Une pratique avancée qui peine à se déployer
Autre déception : le déploiement laborieux des infirmiers de pratique avancée (IPA). « On ne comptait fin 2022 que 1 718 diplômés en 4 ans ». Soit bien loin de l’ambition affichée par le gouvernement, qui table sur 5 700 diplômés en 2027. Il faut dire que ce nouvel exercice a encore du mal à trouver sa place dans le système de santé, entre rémunération qui ne correspond pas aux responsabilités de ces professionnels (salariés comme libéraux) et difficultés organisationnelles d’implantation sur le terrain et dans les équipes. Pour autant, la publication de l’avenant 9, qui embarque une évolution du système de rémunération en libéral, et le vote de la loi Rist tentent de rectifier le tir. Début 2024, les inscriptions à la formation d’IPA étaient en hausse pour la deuxième année consécutive après une année 2022 qui avait accusé une baisse des effectifs étudiants.
Quels leviers mobiliser ?
Pour accélérer la coopération et le partage de tâches entre professionnels de santé, la HAS liste plusieurs leviers. À commencer par lever les freins identifiés : complexité administrative qui entrave la mise en œuvre des protocoles, insuffisance, voire absence, des financements dédiés à leur déploiement et évaluation, limitation des compétences qui sont effectivement partagées, et absence de soutien aux équipes qui, sur le terrain, cherchent à s’engager « sur la voie des coopérations ».

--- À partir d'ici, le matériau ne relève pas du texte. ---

use opentelemetry::KeyValue;
use opentelemetry_otlp::WithExportConfig;
use opentelemetry_sdk::{Resource, runtime, trace as sdktrace};
use tracing_subscriber::{layer::SubscriberExt, util::SubscriberInitExt};

/// Install the global subscriber: env filter, JSON logs and, when an OTLP
/// endpoint is given, span export to the collector.
pub fn init_tracing(service_name: &str, log_level: &str, otlp_endpoint: Option<&str>) {
    let env_filter = tracing_subscriber::EnvFilter::try_from_default_env()
        .unwrap_or_else(|_| tracing_subscriber::EnvFilter::new(log_level));

    let telemetry = otlp_endpoint.map(|endpoint| {
        let otlp_exporter = opentelemetry_otlp::new_exporter()
            .tonic()
            .with_endpoint(endpoint);

        let tracer = match opentelemetry_otlp::new_pipeline()
            .tracing()
            .with_exporter(otlp_exporter)
            .with_trace_config(sdktrace::config().with_resource(Resource::new(vec![
                KeyValue::new("service.name", service_name.to_string()),
            ])))
            .install_batch(runtime::Tokio)
        {
            Ok(t) => t,
            Err(e) => {
                eprintln!(
                    "Failed to initialize OTLP tracer for service '{}' at endpoint '{}': {}",
                    service_name, endpoint, e
                );
                panic!("Failed to initialize OTLP tracer: {}", e);
            }
        };

        tracing_opentelemetry::layer().with_tracer(tracer)
    });

    tracing_subscriber::registry()
        .with(env_filter)
        .with(telemetry)
        .with(
            tracing_subscriber::fmt::layer()
                .with_file(true)
                .with_line_number(true)
                .json()
                .flatten_event(true),
        )
        .init();
}
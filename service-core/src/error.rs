use axum::{
    Json,
    http::StatusCode,
    response::{IntoResponse, Response},
};
use serde::Serialize;
use thiserror::Error;

#[derive(Debug, Error)]
pub enum AppError {
    #[error("Bad request: {0}")]
    BadRequest(anyhow::Error),

    #[error("Not found: {0}")]
    NotFound(anyhow::Error),

    #[error("Internal server error: {0}")]
    InternalError(#[from] anyhow::Error),

    #[error("Service Unavailable")]
    ServiceUnavailable,

    #[error("Database error: {0}")]
    DatabaseError(anyhow::Error),

    #[error("Configuration error: {0}")]
    ConfigError(anyhow::Error),
}

impl From<config::ConfigError> for AppError {
    fn from(err: config::ConfigError) -> Self {
        AppError::ConfigError(anyhow::Error::new(err))
    }
}

impl From<std::io::Error> for AppError {
    fn from(err: std::io::Error) -> Self {
        AppError::InternalError(anyhow::Error::new(err))
    }
}

impl From<mongodb::error::Error> for AppError {
    fn from(err: mongodb::error::Error) -> Self {
        AppError::DatabaseError(anyhow::Error::new(err))
    }
}

impl From<serde_json::Error> for AppError {
    fn from(err: serde_json::Error) -> Self {
        AppError::BadRequest(anyhow::Error::new(err))
    }
}

impl IntoResponse for AppError {
    fn into_response(self) -> Response {
        #[derive(Serialize)]
        struct ErrorResponse {
            error: String,
            #[serde(skip_serializing_if = "Option::is_none")]
            details: Option<String>,
        }

        let (status, error_message, details) = match self {
            AppError::BadRequest(err) => (StatusCode::BAD_REQUEST, err.to_string(), None),
            AppError::NotFound(err) => (StatusCode::NOT_FOUND, err.to_string(), None),
            AppError::InternalError(err) => (
                StatusCode::INTERNAL_SERVER_ERROR,
                "Internal server error".to_string(),
                Some(format!("{:#?}", err)),
            ),
            AppError::ServiceUnavailable => (
                StatusCode::SERVICE_UNAVAILABLE,
                "Service unavailable".to_string(),
                None,
            ),
            AppError::DatabaseError(err) => (
                StatusCode::INTERNAL_SERVER_ERROR,
                "Database error".to_string(),
                Some(err.to_string()),
            ),
            AppError::ConfigError(err) => (
                StatusCode::INTERNAL_SERVER_ERROR,
                "Configuration error".to_string(),
                Some(err.to_string()),
            ),
        };

        (
            status,
            Json(ErrorResponse {
                error: error_message,
                details,
            }),
        )
            .into_response()
    }
}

Elle propose ainsi d’aménager les procédures d’examen des protocoles sur « la base d’un cahier des charges national qu’elle aura élaboré » et que les Agences régionales de santé (ARS) appliqueraient sur le terrain. Celles-ci pourraient également être sollicitées pour mieux mobiliser et flécher les moyens et ressources d’appui à destination des structures et des professionnels.
Pour la création d'un "forfait coopération" et une évaluation des protocoles
Elle défend ainsi la création d’un « forfait de coopération suffisamment valorisant pour tous ». « Des expérimentations montrent que cela est tout à fait possible, et ce d’autant plus que les structures d’exercice collectif ou les CPTS peuvent faire office de garants méthodologiques et de la répartition du forfait de coopération. » Demeure enfin la nécessité impérieuse de mieux évaluer les protocoles, afin de garantir la qualité et la sécurité des soins, « sédimenter les savoirs » acquis dans le cadre de la coopération et du partage de tâches et les transmettre, et alimenter les réflexions autour des évolutions des décrets de compétences qu’ils entraînent.
Plus largement, il lui paraît surtout indispensable « d’opérer un puissant changement de logiciel ». « Les collaborations entre professionnels de santé, quelles que soient leurs formes dépassent la simple réponse à des difficultés conjoncturelles d’accès aux soins. Elles méritent d’être développées parce qu’elles assoient la crédibilité du « virage ambulatoire » choisi par notre pays, sont cohérentes avec l’objectif d’amélioration continue de la qualité des soins et favorisent la cohésion des équipes professionnelles mobilisées », conclut-elle.